We also heard about the $7,000 coffee maker scandal. It turns out that was the drinking water heater in the C-5 Galaxy. The plane was used primarily for long-haul heavy-lift missions, but also carried passengers along on many flights. Think flights of 10+ hours - the pilots and passengers are going to want something hot to drink. A standard coffee maker takes electricity (but only costs $20.00). The electricity has to be generated by the APU, which takes jet fuel. The designers calculated the extra cost for jet fuel to generate that electricity over the life of the aircraft was several times more than the $7,000 hot water heater, which used waste heat from the engines for heating water.
I worked for the DoD for 10 years, as well. It was my first job out of engineering school. I had a Civil Engineering degree, and I was hired as an environmental engineer at one of the Air Force's large Superfund sites. This was in 1990, when Regan was out and Dubya was in. Of course with the politics at that time, big government was bad, bad, bad, so there was a hiring freeze on. That posed a small problem for the department that wanted to hire me. See, they were under this hiring freeze, but they needed someone to do the work, or face fines of $10,000+ per day from the EPA and state for not cleaning up the mess they made of the water supply. So what can they do: hire contractors!
I worked for the University of Tennessee, Knoxville as a "graduate intern". (To this day, I've never been to Knoxville, TN, by the way. The job was in California.) My first day on the job, I was tasked to walk paperwork around the base to get about a dozen signatures. It was the paperwork that secured the funding for my position. Our salary was about $27,000 per year at the time. The paperwork in my hand said they were paying about $65,000 per year for me. It was a similar situation to the OP - the government was providing for all computers, offices, and other overhead. Ooooo - bad contractor taking the US taxpayer to the cleaners, right? Not necessarily...
See, to do any procurement - i.e. let a contract - is a major hassle, involving lots of regulations and procedures. It would take in the neighborhood of 2 years to go through the process from start to finish, and take lots of government employee man-hours (they really did have other real hazardous waste cleanup work they would prefer to be doing). So it is common practice in these situations to look around in the government and see who _already_ has a contract, and piggy-back on that. Well, as it tuns out, the Department of Energy had a big contract with Martin-Marietta to run Oak Ridge National Labs, and Martin-Marietta has the University of Tennessee, Knoxville (UTK) on subcontract.

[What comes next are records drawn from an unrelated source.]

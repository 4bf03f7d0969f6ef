//! # state
//!
//! Shared application state injected into every Axum handler.
//!
//! * `Arc<AppState>` is cloned cheaply into handlers via `axum::extract::State`.
//! * The state holds no mutable data of its own; quotes live in the store
//!   behind [`PriceService`], pipeline counters live in the service.

use std::sync::Arc;

use chrono::{DateTime, Utc};

use crate::service::PriceService;

// ─── AppState ─────────────────────────────────────────────────────────────────

#[derive(Clone)]
pub struct AppState {
    /// Ingestion pipeline and read accessors.
    pub prices: Arc<PriceService>,

    /// Process start, reported by `/health`.
    pub started_at: DateTime<Utc>,
}

impl AppState {
    pub fn new(prices: Arc<PriceService>) -> Self {
        Self { prices, started_at: Utc::now() }
    }
}

/// Convenience type alias so callers can write `SharedState` instead of the
/// full generic form.
pub type SharedState = Arc<AppState>;

/// Wrap the service in shared state ready for injection into the router.
pub fn build_state(prices: Arc<PriceService>) -> SharedState {
    Arc::new(AppState::new(prices))
}
//! # store
//!
//! The keyed quote store: one [`Quote`] per instrument.
//!
//! The pipeline only ever needs `get` and `put` on a single instrument key;
//! `list` backs the read API.  Keys are the instrument string exactly as it
//! appears in the feed, separator included (`"EUR/USD"`).

use async_trait::async_trait;

use crate::models::Quote;

pub mod memory;
#[cfg(feature = "postgres")]
pub mod postgres;

pub use memory::InMemoryQuoteStore;

#[async_trait]
pub trait QuoteStore: Send + Sync {
    async fn get(&self, instrument: &str) -> anyhow::Result<Option<Quote>>;

    /// Insert or fully replace the quote stored under `quote.instrument`.
    ///
    /// Returns `false` when the store declined the write because it already
    /// holds a quote at least as recent.
    async fn put(&self, quote: &Quote) -> anyhow::Result<bool>;

    async fn list(&self) -> anyhow::Result<Vec<Quote>>;
}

So, this Air Force base in California had a Memorandum of Understanding with DoE to use their contract to get warm bodies through UTK.

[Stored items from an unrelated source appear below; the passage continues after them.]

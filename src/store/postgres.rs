//! # store::postgres — PostgreSQL quote store
//!
//! Enabled with `--features postgres` and selected at startup when
//! `DATABASE_URL` is set.
//!
//! ## Setup
//! 1. Create a database
//! 2. Set `DATABASE_URL` in `.env`
//! 3. Start the service; `migrations/001_init.sql` is applied on connect
//!
//! `put` is an upsert guarded on `event_time`, so a second process writing
//! the same instrument can never move a stored quote backwards in time.

use std::time::Duration;

use anyhow::Context;
use async_trait::async_trait;
use chrono::{DateTime, FixedOffset, Utc};
use rust_decimal::Decimal;
use sqlx::{postgres::PgPoolOptions, PgPool};
use tracing::info;

use super::QuoteStore;
use crate::models::Quote;

// ─── Pool Init ────────────────────────────────────────────────────────────────

/// Create the pool and run the embedded migration.
pub async fn init_pool(database_url: &str) -> anyhow::Result<PgPool> {
    info!("Connecting to PostgreSQL...");

    let pool = PgPoolOptions::new()
        .max_connections(10)
        .acquire_timeout(Duration::from_secs(5))
        .connect(database_url)
        .await
        .context("Failed to connect to PostgreSQL")?;

    run_migrations(&pool).await?;

    info!("✅ PostgreSQL connected and migrations applied");
    Ok(pool)
}

async fn run_migrations(pool: &PgPool) -> anyhow::Result<()> {
    sqlx::query(include_str!("../../migrations/001_init.sql"))
        .execute(pool)
        .await
        .context("Failed to run migration 001_init.sql")?;

    Ok(())
}

// ─── Store ────────────────────────────────────────────────────────────────────

pub struct PgQuoteStore {
    pool: PgPool,
}

impl PgQuoteStore {
    pub fn new(pool: PgPool) -> Self {
        Self { pool }
    }
}

#[derive(sqlx::FromRow)]
struct QuoteRow {
    instrument:  String,
    external_id: i32,
    bid:         Decimal,
    ask:         Decimal,
    event_time:  DateTime<Utc>,
    utc_offset:  i32,
}

impl TryFrom<QuoteRow> for Quote {
    type Error = anyhow::Error;

    fn try_from(row: QuoteRow) -> anyhow::Result<Self> {
        let offset = FixedOffset::east_opt(row.utc_offset)
            .with_context(|| format!("invalid utc_offset {} for {}", row.utc_offset, row.instrument))?;

        Ok(Quote {
            instrument:  row.instrument,
            external_id: row.external_id,
            bid:         row.bid,
            ask:         row.ask,
            event_time:  row.event_time.with_timezone(&offset),
        })
    }
}

#[async_trait]
impl QuoteStore for PgQuoteStore {
    async fn get(&self, instrument: &str) -> anyhow::Result<Option<Quote>> {
        let row = sqlx::query_as::<_, QuoteRow>(
            r#"
            SELECT instrument, external_id, bid, ask, event_time, utc_offset
            FROM quotes
            WHERE instrument = $1
            "#,
        )
        .bind(instrument)
        .fetch_optional(&self.pool)
        .await
        .context("get quote failed")?;

        row.map(Quote::try_from).transpose()
    }

    async fn put(&self, quote: &Quote) -> anyhow::Result<bool> {
        let result = sqlx::query(
            r#"
            INSERT INTO quotes (instrument, external_id, bid, ask, event_time, utc_offset)
            VALUES ($1, $2, $3, $4, $5, $6)
            ON CONFLICT (instrument) DO UPDATE SET
              external_id = EXCLUDED.external_id,
              bid         = EXCLUDED.bid,
              ask         = EXCLUDED.ask,
              event_time  = EXCLUDED.event_time,
              utc_offset  = EXCLUDED.utc_offset
            WHERE quotes.event_time < EXCLUDED.event_time
            "#,
        )
        .bind(&quote.instrument)
        .bind(quote.external_id)
        .bind(quote.bid)
        .bind(quote.ask)
        .bind(quote.event_time.with_timezone(&Utc))
        .bind(quote.event_time.offset().local_minus_utc())
        .execute(&self.pool)
        .await
        .context("put quote failed")?;

        // 0 rows: the time guard kept a newer row written by another process
        Ok(result.rows_affected() > 0)
    }

    async fn list(&self) -> anyhow::Result<Vec<Quote>> {
        let rows = sqlx::query_as::<_, QuoteRow>(
            r#"
            SELECT instrument, external_id, bid, ask, event_time, utc_offset
            FROM quotes
            ORDER BY instrument
            "#,
        )
        .fetch_all(&self.pool)
        .await
        .context("list quotes failed")?;

        rows.into_iter().map(Quote::try_from).collect()
    }
}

So who's getting all of that extra money I'm not seeing? Well, each layer in the contracting process takes it's own service fee for managing this arrangement. Marint-Marietta adds their percentage, the DoE adds their percentage, DoD adds their percentage, HQ Air Force adds their percentage, our command (AFMC) takes their percentage, and my base adds their percentage. After all that, we're up to $60,000+ per year for a graduate intern, so the base can avoid $10,000 per day in fines and do the cleanup work they should be doing in the first place... because some bonehead politician has to cater to a constituency that whines about big government, implements a hiring freeze, and still demands that that same government fly big, expensive (but very technologically cool) machines around to blow up people.

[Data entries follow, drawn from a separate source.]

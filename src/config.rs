//! # config
//!
//! Runtime configuration, read once at startup from environment variables
//! (optionally via `.env`).
//!
//! | Variable                   | Default        | Description                              |
//! |----------------------------|----------------|------------------------------------------|
//! | `BIND_ADDR`                | `0.0.0.0:8080` | Address Axum listens on                  |
//! | `PRICE_SPREAD`             | `0.1`          | Spread fraction applied to bid / ask     |
//! | `PRICE_SCALE`              | `4`            | Decimal places of adjusted prices        |
//! | `PRICE_UTC_OFFSET_MINUTES` | `0`            | Offset in which tick timestamps are read |
//! | `PRICE_FEED_STDIN`         | `false`        | Read raw ticks line by line from stdin   |
//! | `DATABASE_URL`             | —              | PostgreSQL store (`postgres` feature)    |

use std::net::SocketAddr;
use std::str::FromStr;

use anyhow::Context;
use chrono::FixedOffset;
use rust_decimal::Decimal;

use crate::engine::spread::{SpreadConfig, DEFAULT_SCALE, DEFAULT_SPREAD};

#[derive(Debug, Clone)]
pub struct AppConfig {
    pub bind_addr:    SocketAddr,
    pub spread:       SpreadConfig,
    /// Reference offset of the feed's `eventTime` field.
    pub tick_offset:  FixedOffset,
    pub feed_stdin:   bool,
    pub database_url: Option<String>,
}

impl AppConfig {
    pub fn from_env() -> anyhow::Result<Self> {
        Self::from_lookup(|key| std::env::var(key).ok())
    }

    /// Build from an arbitrary key lookup; `from_env` passes the process
    /// environment, tests pass a map.
    pub fn from_lookup<F>(lookup: F) -> anyhow::Result<Self>
    where
        F: Fn(&str) -> Option<String>,
    {
        let bind_addr = lookup("BIND_ADDR")
            .unwrap_or_else(|| "0.0.0.0:8080".to_string())
            .parse()
            .context("BIND_ADDR is not a socket address")?;

        let spread = match lookup("PRICE_SPREAD") {
            Some(v) => Decimal::from_str(v.trim()).context("PRICE_SPREAD is not a decimal")?,
            None => DEFAULT_SPREAD,
        };
        let scale = parse_or(&lookup, "PRICE_SCALE", DEFAULT_SCALE)?;
        let spread = SpreadConfig::new(spread, scale)?;

        let offset_minutes: i32 = parse_or(&lookup, "PRICE_UTC_OFFSET_MINUTES", 0)?;
        let tick_offset = offset_minutes
            .checked_mul(60)
            .and_then(FixedOffset::east_opt)
            .with_context(|| format!("PRICE_UTC_OFFSET_MINUTES out of range: {offset_minutes}"))?;

        let feed_stdin = parse_or(&lookup, "PRICE_FEED_STDIN", false)?;

        let database_url = lookup("DATABASE_URL").filter(|v| !v.trim().is_empty());

        Ok(Self { bind_addr, spread, tick_offset, feed_stdin, database_url })
    }
}

fn parse_or<F, T>(lookup: &F, key: &str, default: T) -> anyhow::Result<T>
where
    F: Fn(&str) -> Option<String>,
    T: FromStr,
    T::Err: std::error::Error + Send + Sync + 'static,
{
    match lookup(key) {
        Some(v) => v.trim().parse().with_context(|| format!("{key} has an invalid value: {v}")),
        None => Ok(default),
    }
}

#[cfg(test)]
mod tests {
    use super::*;
    use rust_decimal_macros::dec;
    use std::collections::HashMap;

    fn config(vars: &[(&str, &str)]) -> anyhow::Result<AppConfig> {
        let map: HashMap<String, String> =
            vars.iter().map(|(k, v)| (k.to_string(), v.to_string())).collect();
        AppConfig::from_lookup(|key| map.get(key).cloned())
    }

    #[test]
    fn test_defaults() {
        let cfg = config(&[]).unwrap();
        assert_eq!(cfg.bind_addr.port(), 8080);
        assert_eq!(cfg.spread, SpreadConfig::default());
        assert_eq!(cfg.tick_offset.local_minus_utc(), 0);
        assert!(!cfg.feed_stdin);
        assert!(cfg.database_url.is_none());
    }

    #[test]
    fn test_overrides() {
        let cfg = config(&[
            ("BIND_ADDR", "127.0.0.1:9000"),
            ("PRICE_SPREAD", "0.05"),
            ("PRICE_SCALE", "5"),
            ("PRICE_UTC_OFFSET_MINUTES", "60"),
            ("PRICE_FEED_STDIN", "true"),
            ("DATABASE_URL", "postgres://localhost/quotes"),
        ])
        .unwrap();

        assert_eq!(cfg.bind_addr.port(), 9000);
        assert_eq!(cfg.spread.spread(), dec!(0.05));
        assert_eq!(cfg.spread.scale(), 5);
        assert_eq!(cfg.tick_offset.local_minus_utc(), 3600);
        assert!(cfg.feed_stdin);
        assert_eq!(cfg.database_url.as_deref(), Some("postgres://localhost/quotes"));
    }

    #[test]
    fn test_invalid_values_fail() {
        assert!(config(&[("PRICE_SPREAD", "ten")]).is_err());
        assert!(config(&[("PRICE_SPREAD", "1.5")]).is_err());
        assert!(config(&[("PRICE_SCALE", "-1")]).is_err());
        assert!(config(&[("PRICE_UTC_OFFSET_MINUTES", "100000")]).is_err());
        assert!(config(&[("BIND_ADDR", "nowhere")]).is_err());
    }

    #[test]
    fn test_blank_database_url_ignored() {
        assert!(config(&[("DATABASE_URL", "  ")]).unwrap().database_url.is_none());
    }
}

Now, the OP was likely in a somewhat different position, but given my experience, it's not surprising. It's been going on for a long time, and there are reasons for it. Not good reasons, but insting that the problem is simply "big government" and "greedy contractors" without looking at our own expectations of that government is stupid.
Incidentally, a year later I was hired into the position as a Federal employee, and took a $500/year pay cut. I wrote the position description for the job I was applying for, and spent about 4 month shepherding that paperwork through the process, so the department could get someone who they know could do the job - me.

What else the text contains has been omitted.